Les détenus sont Layli Colorado, une 26e jeune femme colombienne qui vit dans la ville depuis trois ans et demi. Speaking a assuré: « J'ai ressenti beaucoup de colère, d'impuissance, de peur et d'impuissance lorsque plusieurs agents m'ont battu et m'ont menotté simplement pour m'avoir refusé de m'identifier après les avoir rasés pour traiter deux jeunes qui venaient de s'arrêter. »
La police nationale, en revanche, souligne que «lorsque les agents ont identifié les suspects dans la rue, deux femmes sont passées, qui n'avaient rien à voir avec l'intervention policière, qui a commencé à augmenter les agents, essayant d'attirer l'attention des piétons et de solivialiser leur humeur, d'ignorer à tout moment l'action policière, de sorte que les agents les ont appelés à déposer leur attitude et à continuer d'ignorer».
La déclaration se poursuit et fait valoir que « étant donné une telle attitude, la police leur a demandé d'identifier. L'une des femmes a été identifiée afin de le sanctionner pour avoir violé la loi sur la sécurité des citoyens.
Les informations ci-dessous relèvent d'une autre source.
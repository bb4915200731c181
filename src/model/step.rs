use serde::{Deserialize, Serialize};
use serde_json::Value;
use std::collections::HashMap;

/// One node in a workflow graph.
///
/// Every step carries an id (unique within the owning config), a display
/// name, declared dependencies on other step ids, optional timeout/retry
/// overrides, an optional fallback step, and the variant-specific payload
/// in [`StepKind`].
#[derive(Deserialize, Serialize, Debug, Clone, PartialEq)]
pub struct Step {
    pub id: String,
    #[serde(default)]
    pub name: String,
    /// Step ids that must complete before this one.  Checked for existence
    /// and cycles at validation time, not at construction time.
    #[serde(default)]
    pub dependencies: Vec<String>,
    /// Per-step timeout override in milliseconds.
    #[serde(default)]
    pub timeout: Option<u64>,
    /// Per-step retry override.
    #[serde(default)]
    pub retries: Option<u32>,
    /// Alternate step to substitute when the primary capability is
    /// unavailable.  Interpreted by the executor, not by this crate.
    #[serde(default)]
    pub fallback: Option<Box<Step>>,
    #[serde(flatten)]
    pub kind: StepKind,
}

/// Variant payload of a [`Step`].  The `type` field discriminates.
#[derive(Deserialize, Serialize, Debug, Clone, PartialEq)]
#[serde(tag = "type", rename_all = "snake_case")]
pub enum StepKind {
    /// Leaf invocation of a named feature operation.  Parameter values may
    /// contain `{{placeholder}}` markers.
    Feature {
        feature: String,
        operation: String,
        #[serde(default)]
        params: HashMap<String, Value>,
    },
    /// Children execute independently of each other.
    Parallel { steps: Vec<Step> },
    /// Children execute one after another.
    Sequential { steps: Vec<Step> },
    /// One boolean condition selecting between two child sequences.
    Conditional {
        condition: Condition,
        if_true: Vec<Step>,
        #[serde(default)]
        if_false: Vec<Step>,
    },
}

/// Boolean-valued condition attached to a conditional step.
#[derive(Deserialize, Serialize, Debug, Clone, PartialEq)]
pub struct Condition {
    /// Path into prior step results, e.g. `"profile.level"`.
    pub field: String,
    pub operator: ComparisonOperator,
    #[serde(default)]
    pub value: Value,
}

#[derive(Deserialize, Serialize, Debug, Clone, PartialEq)]
#[serde(rename_all = "snake_case")]
pub enum ComparisonOperator {
    Equal,
    NotEqual,
    GreaterThan,
    LessThan,
    Contains,
    NotContains,
    Empty,
    NotEmpty,
}

impl Step {
    fn base(id: impl Into<String>, name: impl Into<String>, kind: StepKind) -> Self {
        Step {
            id: id.into(),
            name: name.into(),
            dependencies: Vec::new(),
            timeout: None,
            retries: None,
            fallback: None,
            kind,
        }
    }

    pub fn feature(
        id: impl Into<String>,
        name: impl Into<String>,
        feature: impl Into<String>,
        operation: impl Into<String>,
        params: HashMap<String, Value>,
    ) -> Self {
        Step::base(
            id,
            name,
            StepKind::Feature {
                feature: feature.into(),
                operation: operation.into(),
                params,
            },
        )
    }

    pub fn parallel(id: impl Into<String>, name: impl Into<String>, steps: Vec<Step>) -> Self {
        Step::base(id, name, StepKind::Parallel { steps })
    }

    pub fn sequential(id: impl Into<String>, name: impl Into<String>, steps: Vec<Step>) -> Self {
        Step::base(id, name, StepKind::Sequential { steps })
    }

    pub fn conditional(
        id: impl Into<String>,
        name: impl Into<String>,
        condition: Condition,
        if_true: Vec<Step>,
        if_false: Vec<Step>,
    ) -> Self {
        Step::base(
            id,
            name,
            StepKind::Conditional {
                condition,
                if_true,
                if_false,
            },
        )
    }

    /// Direct children of this step, in declaration order.  Feature steps
    /// have none; conditional steps yield `if_true` then `if_false`.
    /// Fallback steps are substitutes, not children, and are excluded.
    pub fn children(&self) -> Vec<&Step> {
        match &self.kind {
            StepKind::Feature { .. } => Vec::new(),
            StepKind::Parallel { steps } | StepKind::Sequential { steps } => steps.iter().collect(),
            StepKind::Conditional {
                if_true, if_false, ..
            } => if_true.iter().chain(if_false.iter()).collect(),
        }
    }

    pub fn is_feature(&self) -> bool {
        matches!(self.kind, StepKind::Feature { .. })
    }
}

/// Flatten a step list in document order: each step precedes its children.
/// Fallback steps do not participate in the id namespace and are skipped.
pub fn flatten(steps: &[Step]) -> Vec<&Step> {
    let mut out = Vec::new();
    collect(steps, &mut out);
    out
}

fn collect<'a>(steps: &'a [Step], out: &mut Vec<&'a Step>) {
    for step in steps {
        out.push(step);
        collect_children(step, out);
    }
}

fn collect_children<'a>(step: &'a Step, out: &mut Vec<&'a Step>) {
    match &step.kind {
        StepKind::Feature { .. } => {}
        StepKind::Parallel { steps } | StepKind::Sequential { steps } => collect(steps, out),
        StepKind::Conditional {
            if_true, if_false, ..
        } => {
            collect(if_true, out);
            collect(if_false, out);
        }
    }
}

#[cfg(test)]
mod tests {
    use super::*;
    use serde_json::json;

    fn params(pairs: &[(&str, Value)]) -> HashMap<String, Value> {
        pairs
            .iter()
            .map(|(k, v)| (k.to_string(), v.clone()))
            .collect()
    }

    #[test]
    fn test_feature_step_shape() {
        let step = Step::feature("gen", "Generate", "workout", "generate_plan", params(&[]));
        assert!(step.is_feature());
        assert!(step.children().is_empty());
        assert!(step.dependencies.is_empty());
    }

    #[test]
    fn test_children_of_conditional() {
        let cond = Condition {
            field: "profile.level".into(),
            operator: ComparisonOperator::Equal,
            value: json!("advanced"),
        };
        let step = Step::conditional(
            "branch",
            "Branch",
            cond,
            vec![Step::feature("t", "T", "f", "op", params(&[]))],
            vec![Step::feature("f1", "F", "f", "op", params(&[]))],
        );
        let ids: Vec<&str> = step.children().iter().map(|s| s.id.as_str()).collect();
        assert_eq!(ids, vec!["t", "f1"]);
    }

    #[test]
    fn test_flatten_document_order() {
        let steps = vec![
            Step::sequential(
                "outer",
                "Outer",
                vec![
                    Step::feature("a", "A", "f", "op", params(&[])),
                    Step::parallel(
                        "par",
                        "Par",
                        vec![Step::feature("b", "B", "f", "op", params(&[]))],
                    ),
                ],
            ),
            Step::feature("c", "C", "f", "op", params(&[])),
        ];
        let ids: Vec<&str> = flatten(&steps).iter().map(|s| s.id.as_str()).collect();
        assert_eq!(ids, vec!["outer", "a", "par", "b", "c"]);
    }

    #[test]
    fn test_flatten_skips_fallbacks() {
        let mut step = Step::feature("a", "A", "f", "op", params(&[]));
        step.fallback = Some(Box::new(Step::feature("alt", "Alt", "f", "op", params(&[]))));
        let ids: Vec<&str> = flatten(std::slice::from_ref(&step))
            .iter()
            .map(|s| s.id.as_str())
            .collect();
        assert_eq!(ids, vec!["a"]);
    }

    #[test]
    fn test_step_serde_tagged() {
        let step = Step::feature(
            "gen",
            "Generate",
            "workout",
            "generate_plan",
            params(&[("goal", json!("{{goal}}"))]),
        );
        let value = serde_json::to_value(&step).unwrap();
        assert_eq!(value["type"], "feature");
        assert_eq!(value["feature"], "workout");
        let back: Step = serde_json::from_value(value).unwrap();
        assert_eq!(back, step);
    }

    #[test]
    fn test_condition_serde() {
        let cond = Condition {
            field: "x".into(),
            operator: ComparisonOperator::GreaterThan,
            value: json!(3),
        };
        let json = serde_json::to_string(&cond).unwrap();
        assert!(json.contains("greater_than"));
        let back: Condition = serde_json::from_str(&json).unwrap();
        assert_eq!(back, cond);
    }
}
L'autre a essayé à tout moment d'intervenir dans l'action policière, attaquant même avec un chariot pour bébé, avec un mineur à l'intérieur, contre un agent. »
« Compte tenu de tels faits, et assurant l'intégrité de l'enfant, l'agent a réitéré à nouveau pour déposer son attitude et identifier, à laquelle la femme a continué à augmenter la police, l'attaquant et le frappant dans le cou, il a donc dû le réduire avec la force essentielle minimale », indique la police nationale.
Le Colorado explique à la susmention que «j'étais dans la rue accompagnée de mon fils de trois ans et avec l'autisme, et une fille espagnole avec qui il parlait lorsque nous avons vu deux policiers qui avaient détenu et menotté sur le trottoir à deux jeunes personnes qu'ils avaient mis le pied dans le torse d'un et un autre agent dans le balle de l'autre». À cette époque, il explique que la fille avec qui il a rasé sa performance, à laquelle les agents, selon Layli, ont crié « qu'elle n'était pas entrée, que ce n'était pas une question de son titulaire ».
Le Colorado explique que « je lui ai demandé pourquoi et, quand il m'a demandé la documentation, j'ai refusé parce que je considérais que nous n'avions rien fait; alors il m'a dit que je devais être arrêté, avant ce que je refusais à nouveau. » C'est à ce moment-là, explique-t-il: « Il me repousse contre une voiture pour mettre mes femmes; puis ils m'ont jeté au sol et ont commencé à me frapper, puis j'ai commencé à crier parce que j'avais peur pour mon fils de trois ans, qui était resté seul. »
La police note qu'après la réduction des deux femmes, plusieurs dotations de soutien soutenues sont arrivées « , tandis que plusieurs femmes de connaissances se sont approchées des agents qui tentent d'interférer dans l'intervention, se levant sur eux, créant un grand tumulte, dont quatre policiers ont été blessés avec plusieurs ecchymoses et traumatismes. » Trois des personnes arrêtées ont un dossier de police et sont déjà passées devant le tribunal.
Ce journal a tenté de contacter les personnes qui ont subi la prétendue abus de la police par le biais d'une ONG qui est en contact avec eux, mais qui préfère «ne pas faire de déclarations avant d'avoir un conseil juridique», explique l'organisation.
Jusqu'à présent, la délégation gouvernementale à Valence n'a pas parlé des faits, bien que ce journal les ait contactés.